PPP lahir pada 5 Januari 1973 sebagai hasil penyatuan empat kekuatan Islam: NU, Parmusi, PSII, dan Perti. Fusi tersebut menjadi tonggak sejarah politik Islam Indonesia karena menyatukan aspirasi umat dalam wadah perjuangan nasional.
Namun, menurut Prof. Husnan, kini PPP sedang mengalami krisis identitas dan kepemimpinan. Konflik internal, dualisme, hingga dominasi segelintir elite dianggap telah menjauhkan partai dari semangat kolektif yang menjadi dasar kelahirannya.
“PPP ini bukan milik segelintir elite, bukan pula warisan untuk diperebutkan kelompok tertentu. PPP adalah amanah sejarah umat Islam Indonesia. Jika kita mengkhianati semangat fusi 1973, maka kita sedang mengkhianati umat,” tegas Prof. Husnan di Jakarta, Minggu (28/9/2025).
Ia menyerukan agar muktamar mendatang dijadikan momentum rekonsiliasi, bukan ajang pertarungan kepentingan. “Gunakan muktamar bukan untuk bertarung, tapi untuk bersatu. Jangan pilih pemimpin karena kepentingan sesaat, pilihlah pemimpin dengan nurani yang tulus,” ujarnya.
Lebih jauh, Prof. Husnan meminta Presiden Prabowo Subianto sebagai kepala negara sekaligus pembina politik nasional ikut memberi masukan agar konflik di tubuh PPP tidak berlarut.
“PPP adalah warisan umat dan bangsa, bukan milik elite tertentu.
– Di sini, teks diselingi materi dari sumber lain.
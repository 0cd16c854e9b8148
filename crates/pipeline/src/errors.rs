//! Error taxonomy and retry-policy types for the generation pipeline.
//!
//! [`GenerationError`] is the single closed error type every pipeline component
//! returns. It carries a stable [`ErrorKind`] tag, a human-readable message and
//! an optional machine-readable `details` payload.
//!
//! [`RetryPolicy`] is the cross-cutting classification the completion retry
//! loop matches on: any error that participates in retry decisions must be
//! able to produce a [`RetryPolicy`].

use std::time::Duration;

use serde::{Deserialize, Serialize};
use serde_json::Value;
use thiserror::Error;

// ---------------------------------------------------------------------------
// Retry semantics
// ---------------------------------------------------------------------------

/// Whether an error condition is safe to retry and, if so, after what delay.
///
/// ## Rules
///
/// - `Retryable` errors: provider API failures other than 401, unusable
///   responses, timeouts, provider rate limiting.
/// - `NonRetryable` errors: invalid configuration, request or content
///   validation failures, local quota rejections, an unreachable rule source,
///   and a rejected API key (401).
#[derive(Debug, Clone, PartialEq, Serialize, Deserialize)]
pub enum RetryPolicy {
    /// The operation may be retried.
    ///
    /// `after` optionally carries the provider-requested minimum delay (from a
    /// `Retry-After` header). The completion client still applies its own
    /// exponential schedule; the hint is preserved for callers.
    Retryable {
        /// Provider-supplied back-off hint. `None` means no hint was given.
        after: Option<Duration>,
    },
    /// The operation must not be retried; the error is surfaced immediately.
    NonRetryable,
}

impl RetryPolicy {
    /// Returns `true` for [`RetryPolicy::Retryable`].
    pub fn is_retryable(&self) -> bool {
        matches!(self, Self::Retryable { .. })
    }
}

// ---------------------------------------------------------------------------
// Error kinds
// ---------------------------------------------------------------------------

/// Stable tag identifying a [`GenerationError`] variant.
///
/// Callers outside the pipeline map these to localised messages; the
/// snake_case serialisation is part of the caller-facing contract.
#[derive(Debug, Clone, Copy, PartialEq, Eq, Hash, Serialize, Deserialize)]
#[serde(rename_all = "snake_case")]
pub enum ErrorKind {
    Configuration,
    Validation,
    Api,
    Parsing,
    Timeout,
    RateLimit,
    QuotaExceeded,
    RuleSourceUnavailable,
}

impl ErrorKind {
    /// Returns the snake_case tag used on the wire and in logs.
    pub fn as_str(self) -> &'static str {
        match self {
            Self::Configuration => "configuration",
            Self::Validation => "validation",
            Self::Api => "api",
            Self::Parsing => "parsing",
            Self::Timeout => "timeout",
            Self::RateLimit => "rate_limit",
            Self::QuotaExceeded => "quota_exceeded",
            Self::RuleSourceUnavailable => "rule_source_unavailable",
        }
    }
}

impl std::fmt::Display for ErrorKind {
    fn fmt(&self, f: &mut std::fmt::Formatter<'_>) -> std::fmt::Result {
        f.write_str(self.as_str())
    }
}

// ---------------------------------------------------------------------------
// Pipeline errors
// ---------------------------------------------------------------------------

/// Every failure the generation pipeline can return to its caller.
///
/// The pipeline never collapses these into a generic failure: once the retry
/// loop is exhausted, or for non-retryable kinds, the error reaches the caller
/// verbatim.
#[derive(Debug, Clone, Error, Serialize, Deserialize)]
#[serde(tag = "kind", rename_all = "snake_case")]
pub enum GenerationError {
    /// The completion client was set up with invalid configuration.
    ///
    /// Produced at construction time; never retried.
    #[error("Configuration error: {message}")]
    Configuration {
        /// Description of the configuration problem.
        message: String,
        /// Offending field and value, when known.
        details: Option<Value>,
    },

    /// A request, its model parameters, or a response failed validation.
    ///
    /// Includes custom-validator rejections (content-policy failures among
    /// them) and HTTP 400 responses. Never retried.
    #[error("Validation error: {message}")]
    Validation {
        /// Description of the validation failure.
        message: String,
        /// Offending field, or the rejected data for validator failures.
        details: Option<Value>,
    },

    /// The provider answered with a non-2xx status other than 400 and 429,
    /// or the request never reached it (`status == 0`).
    ///
    /// Retried unless `status == 401`.
    #[error("API error ({status}): {message}")]
    Api {
        /// HTTP status code; `0` for network failures.
        status: u16,
        /// Description of the failure.
        message: String,
        /// Provider error body (parsed JSON or `{"message": <text>}`).
        details: Option<Value>,
    },

    /// The provider response was structurally unusable, or its content was
    /// not valid JSON when JSON was required. Retried.
    #[error("Parsing error: {message}")]
    Parsing {
        /// Description of the parse failure.
        message: String,
        /// Truncated raw content and parser message.
        details: Option<Value>,
    },

    /// The provider call did not complete within the configured timeout. Retried.
    #[error("Request timeout after {}ms", .after.as_millis())]
    Timeout {
        /// The timeout that elapsed.
        after: Duration,
    },

    /// The provider returned HTTP 429. Retried.
    #[error("Rate limit exceeded")]
    RateLimit {
        /// Seconds the provider asked callers to wait, from `Retry-After`.
        retry_after: Option<u64>,
    },

    /// The local sliding-window quota rejected the request. Never touches the
    /// network and is never retried.
    #[error("Quota exceeded; retry after {retry_after_seconds}s")]
    QuotaExceeded {
        /// Seconds until the oldest counted request leaves the window.
        retry_after_seconds: u64,
    },

    /// The content-policy rules could not be (re)loaded, so content cannot be
    /// cleared. Treated like a validation failure; never retried.
    #[error("Content policy rules unavailable: {message}")]
    RuleSourceUnavailable {
        /// Description of the rule-source failure.
        message: String,
    },
}

impl GenerationError {
    /// Shorthand for a [`GenerationError::Configuration`] without details.
    pub fn configuration(message: impl Into<String>) -> Self {
        Self::Configuration {
            message: message.into(),
            details: None,
        }
    }

    /// Shorthand for a [`GenerationError::Validation`] without details.
    pub fn validation(message: impl Into<String>) -> Self {
        Self::Validation {
            message: message.into(),
            details: None,
        }
    }

    /// Shorthand for a [`GenerationError::Parsing`] without details.
    pub fn parsing(message: impl Into<String>) -> Self {
        Self::Parsing {
            message: message.into(),
            details: None,
        }
    }

    /// Attaches a details payload to the variants that carry one.
    ///
    /// Variants without a details slot are returned unchanged.
    #[must_use]
    pub fn with_details(mut self, value: Value) -> Self {
        match &mut self {
            Self::Configuration { details, .. }
            | Self::Validation { details, .. }
            | Self::Api { details, .. }
            | Self::Parsing { details, .. } => *details = Some(value),
            Self::Timeout { .. }
            | Self::RateLimit { .. }
            | Self::QuotaExceeded { .. }
            | Self::RuleSourceUnavailable { .. } => {}
        }
        self
    }

    /// Returns the stable kind tag for this error.
    pub fn kind(&self) -> ErrorKind {
        match self {
            Self::Configuration { .. } => ErrorKind::Configuration,
            Self::Validation { .. } => ErrorKind::Validation,
            Self::Api { .. } => ErrorKind::Api,
            Self::Parsing { .. } => ErrorKind::Parsing,
            Self::Timeout { .. } => ErrorKind::Timeout,
            Self::RateLimit { .. } => ErrorKind::RateLimit,
            Self::QuotaExceeded { .. } => ErrorKind::QuotaExceeded,
            Self::RuleSourceUnavailable { .. } => ErrorKind::RuleSourceUnavailable,
        }
    }

    /// Returns the machine-readable details payload, if any.
    pub fn details(&self) -> Option<&Value> {
        match self {
            Self::Configuration { details, .. }
            | Self::Validation { details, .. }
            | Self::Api { details, .. }
            | Self::Parsing { details, .. } => details.as_ref(),
            _ => None,
        }
    }

    /// Seconds the caller should wait before trying again, for the two
    /// rate-limiting kinds.
    pub fn retry_after_seconds(&self) -> Option<u64> {
        match self {
            Self::RateLimit { retry_after } => *retry_after,
            Self::QuotaExceeded {
                retry_after_seconds,
            } => Some(*retry_after_seconds),
            _ => None,
        }
    }

    /// Classifies this error for the completion retry loop.
    pub fn retry_policy(&self) -> RetryPolicy {
        match self {
            Self::Configuration { .. }
            | Self::Validation { .. }
            | Self::QuotaExceeded { .. }
            | Self::RuleSourceUnavailable { .. } => RetryPolicy::NonRetryable,
            Self::Api { status: 401, .. } => RetryPolicy::NonRetryable,
            Self::Api { .. } | Self::Parsing { .. } | Self::Timeout { .. } => {
                RetryPolicy::Retryable { after: None }
            }
            Self::RateLimit { retry_after } => RetryPolicy::Retryable {
                after: retry_after.map(Duration::from_secs),
            },
        }
    }
}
Pemerintah harus hadir dengan solusi terbaik agar PPP tidak kehilangan marwahnya,” kata Husnan.
Ia menutup pernyataannya dengan peringatan keras:
“PPP akan besar jika kembali ke khitah. Jika fusi 1973 kita lupakan, PPP hanya akan menjadi sejarah. Tapi jika kita rawat, insya Allah PPP akan menjadi masa depan umat.